If I had to set an agenda for this topic it would include such items as:

1) What are the implications of the term "freedom of research?" Is it being undermined by corporate control or corporate structuring of the universities?

2) In what ways, positive and negative, is technology affecting university teaching and research? Are opportunities for teacher-control and innovation being missed, or are they being frustrated by the imposition of models from corporate communication, entertainment, etc.? Is the increasingly thick technological envelope inhibiting and muffling human communication at our universities? 3) Why have the universities so singularly failed to improve the general public level of understanding of objective thinking, creativity, scholarship, moral perception, etc?

4) Given the narrower and narrower frameworks of learning, research, student programs, how can we ensure that universities remain forums for broad humanistic or whole-phenomena communication? (As some of us were happy to assume that they were!)

5) Has the advent of postmodernism made the older ideas of humane study, seemingly fostered by the traditional university, impossible or irrelevant? I take the postmodern phenomenon to include: a) a breakdown of the old social, artistic and intellectual hierarchies and values; b) the fractionalization of reality in all spheres; c) the transformation of the knowledge base from books to other media; d) the thoroughgoing politicizing of arts and learning; e) increasing polarization and tension between local and world culture; f) the apotheosis of youth culture and the denigration of mature culture; g) the apotheosis of acquisitiveness; h) the contamination of personal experience by mechanisms and media.

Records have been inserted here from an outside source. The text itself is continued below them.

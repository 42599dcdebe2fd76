use async_trait::async_trait;
use tracing::info;

use super::delta::{Intent, intent, same_set};
use super::{Applied, AwsCtx, KindStatus, ResourceManager};
use crate::aws::{AwsResultExt, CodeSigningConfigDescription, CodeSigningConfigInput};
use crate::controller::ReconcileErr;
use crate::controller::references::ReferenceResolver;
use crate::crd::code_signing_config::{CodeSigningConfig, CodeSigningConfigSpec};
use crate::crd::{AckStatus, ManagedFields};

/// What AWS applies when no policy is given.
const DEFAULT_UNTRUSTED_ARTIFACT_POLICY: &str = "Warn";

#[derive(Clone, Debug, PartialEq)]
pub enum CodeSigningConfigOp {
    Update(CodeSigningConfigInput),
}

pub struct CodeSigningConfigManager;

fn policy(spec: &CodeSigningConfigSpec) -> Option<&String> {
    spec.code_signing_policies
        .as_ref()
        .and_then(|p| p.untrusted_artifact_on_deployment.as_ref())
}

fn record(desc: &CodeSigningConfigDescription, status: &mut KindStatus<CodeSigningConfig>) {
    status.code_signing_config_id = Some(desc.id.clone());
    status.last_modified = desc.last_modified.clone();
}

#[async_trait]
impl ResourceManager for CodeSigningConfigManager {
    type Kind = CodeSigningConfig;
    type Desired = CodeSigningConfigSpec;
    type Observed = CodeSigningConfigDescription;
    type Op = CodeSigningConfigOp;

    async fn resolve(
        &self,
        obj: &CodeSigningConfig,
        _refs: &ReferenceResolver,
    ) -> Result<CodeSigningConfigSpec, ReconcileErr> {
        Ok(obj.spec.clone())
    }

    fn desired_from_status(&self, obj: &CodeSigningConfig) -> Option<CodeSigningConfigSpec> {
        Some(obj.spec.clone())
    }

    fn has_references(&self, _obj: &CodeSigningConfig) -> bool {
        false
    }

    fn validate(&self, desired: &CodeSigningConfigSpec) -> Result<(), ReconcileErr> {
        if desired
            .allowed_publishers
            .signing_profile_version_arns
            .is_empty()
        {
            return Err(ReconcileErr::Terminal(
                "allowedPublishers.signingProfileVersionARNs must not be empty".into(),
            ));
        }
        Ok(())
    }

    /// Identified by the ARN recorded at creation.
    async fn read(
        &self,
        aws: &AwsCtx<'_>,
        _desired: &CodeSigningConfigSpec,
        status: &KindStatus<CodeSigningConfig>,
    ) -> Result<Option<CodeSigningConfigDescription>, ReconcileErr> {
        let Some(arn) = status.ack().arn() else {
            return Ok(None);
        };
        let api = aws.api;
        Ok(aws
            .call("GetCodeSigningConfig", move || api.get_code_signing_config(arn))
            .await
            .found()?)
    }

    async fn create(
        &self,
        aws: &AwsCtx<'_>,
        desired: &CodeSigningConfigSpec,
        status: &mut KindStatus<CodeSigningConfig>,
    ) -> Result<Option<String>, ReconcileErr> {
        let input = CodeSigningConfigInput {
            description: desired.description.clone(),
            signing_profile_version_arns: desired
                .allowed_publishers
                .signing_profile_version_arns
                .clone(),
            untrusted_artifact_on_deployment: policy(desired).cloned(),
        };
        let api = aws.api;
        let desc = aws
            .call("CreateCodeSigningConfig", move || {
                api.create_code_signing_config(input.clone())
            })
            .await?;
        info!(arn = %desc.arn, "code signing config created");
        record(&desc, status);
        Ok(Some(desc.arn))
    }

    fn plan(
        &self,
        desired: &CodeSigningConfigSpec,
        observed: &CodeSigningConfigDescription,
        managed: &ManagedFields,
    ) -> Vec<CodeSigningConfigOp> {
        let mut input = CodeSigningConfigInput::default();
        let mut changed = false;

        match intent(desired.description.as_ref(), managed, "description") {
            Intent::Set(d) if observed.description.as_ref() != Some(d) => {
                input.description = Some(d.clone());
                changed = true;
            }
            Intent::Clear if observed.description.as_deref().is_some_and(|d| !d.is_empty()) => {
                input.description = Some(String::new());
                changed = true;
            }
            _ => {}
        }

        let arns = &desired.allowed_publishers.signing_profile_version_arns;
        if !same_set(arns, &observed.signing_profile_version_arns) {
            input.signing_profile_version_arns = arns.clone();
            changed = true;
        }

        match intent(policy(desired), managed, "codeSigningPolicies") {
            Intent::Set(p) if *p != observed.untrusted_artifact_on_deployment => {
                input.untrusted_artifact_on_deployment = Some(p.clone());
                changed = true;
            }
            Intent::Clear
                if observed.untrusted_artifact_on_deployment
                    != DEFAULT_UNTRUSTED_ARTIFACT_POLICY =>
            {
                input.untrusted_artifact_on_deployment =
                    Some(DEFAULT_UNTRUSTED_ARTIFACT_POLICY.into());
                changed = true;
            }
            _ => {}
        }

        if changed {
            vec![CodeSigningConfigOp::Update(input)]
        } else {
            vec![]
        }
    }

    async fn apply(
        &self,
        aws: &AwsCtx<'_>,
        _desired: &CodeSigningConfigSpec,
        observed: &CodeSigningConfigDescription,
        ops: Vec<CodeSigningConfigOp>,
        status: &mut KindStatus<CodeSigningConfig>,
    ) -> Result<Applied, ReconcileErr> {
        let api = aws.api;
        let arn = observed.arn.as_str();
        for CodeSigningConfigOp::Update(input) in ops {
            let desc = aws
                .call("UpdateCodeSigningConfig", move || {
                    api.update_code_signing_config(arn, input.clone())
                })
                .await?;
            record(&desc, status);
        }
        Ok(Applied::Continue)
    }

    /// Fails with a conflict while a function still uses the config; the
    /// finalizer stays until it is detached.
    async fn delete(
        &self,
        aws: &AwsCtx<'_>,
        _desired: &CodeSigningConfigSpec,
        status: &KindStatus<CodeSigningConfig>,
    ) -> Result<(), ReconcileErr> {
        let Some(arn) = status.ack().arn() else {
            return Ok(());
        };
        let api = aws.api;
        aws.call("DeleteCodeSigningConfig", move || {
            api.delete_code_signing_config(arn)
        })
        .await
        .ignore_not_found()?;
        Ok(())
    }

    fn project(
        &self,
        observed: &CodeSigningConfigDescription,
        status: &mut KindStatus<CodeSigningConfig>,
    ) {
        record(observed, status);
    }

    fn arn(&self, observed: &CodeSigningConfigDescription) -> Option<String> {
        Some(observed.arn.clone())
    }
}

#[cfg(test)]
mod tests {
    use super::*;
    use crate::crd::code_signing_config::{AllowedPublishers, CodeSigningPolicies};

    fn spec() -> CodeSigningConfigSpec {
        CodeSigningConfigSpec {
            description: Some("signed".into()),
            allowed_publishers: AllowedPublishers {
                signing_profile_version_arns: vec!["arn:signer:a".into(), "arn:signer:b".into()],
            },
            code_signing_policies: None,
        }
    }

    fn observed() -> CodeSigningConfigDescription {
        CodeSigningConfigDescription {
            arn: "arn:aws:lambda:us-west-2:1:code-signing-config:csc-1".into(),
            id: "csc-1".into(),
            description: Some("signed".into()),
            signing_profile_version_arns: vec!["arn:signer:b".into(), "arn:signer:a".into()],
            untrusted_artifact_on_deployment: "Warn".into(),
            last_modified: None,
        }
    }

    #[test]
    fn publisher_order_does_not_matter() {
        assert!(
            CodeSigningConfigManager
                .plan(&spec(), &observed(), &ManagedFields::new())
                .is_empty()
        );
    }

    #[test]
    fn removed_policy_falls_back_to_warn() {
        let mut obs = observed();
        obs.untrusted_artifact_on_deployment = "Enforce".into();
        let managed: ManagedFields = ["codeSigningPolicies".to_string()].into();
        let ops = CodeSigningConfigManager.plan(&spec(), &obs, &managed);
        assert!(matches!(
            ops.as_slice(),
            [CodeSigningConfigOp::Update(i)]
                if i.untrusted_artifact_on_deployment.as_deref() == Some("Warn")
                    && i.signing_profile_version_arns.is_empty()
        ));

        let mut s = spec();
        s.code_signing_policies = Some(CodeSigningPolicies {
            untrusted_artifact_on_deployment: Some("Enforce".into()),
        });
        assert!(CodeSigningConfigManager.plan(&s, &obs, &managed).is_empty());
    }

    #[test]
    fn empty_publishers_are_rejected() {
        let mut s = spec();
        s.allowed_publishers.signing_profile_version_arns.clear();
        assert!(CodeSigningConfigManager.validate(&s).is_err());
    }
}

I will conclude with two points. Yes; I would like student feedback, but from what I have seen of it in my own university, it would predictably centre on the high cost of university education and the stress involved in getting the high marks seen as necessary to succeed in job acquisition later. Persons like myself are commonly denounced as the fat cats of a ruthless demography that forces youth to sweat and strain while we blather about education and culture, and build up our bank balances and pensions.

An April 26 article by John Ibbitson in Conrad Black's very right-wing National Post suggested that the Conservative Ontario government of Mike Harris intends to "transform our education system into a seamless, job-creating machine that latches onto the child the moment it leaves the womb, prepares it through years of basic education, streams it into apprenticeship, vocational or professional training programs, hones it at the post-secondary level into an ideally incubated worker ready for the province's state-of-the-art economy, and then refreshes and retrains it until death."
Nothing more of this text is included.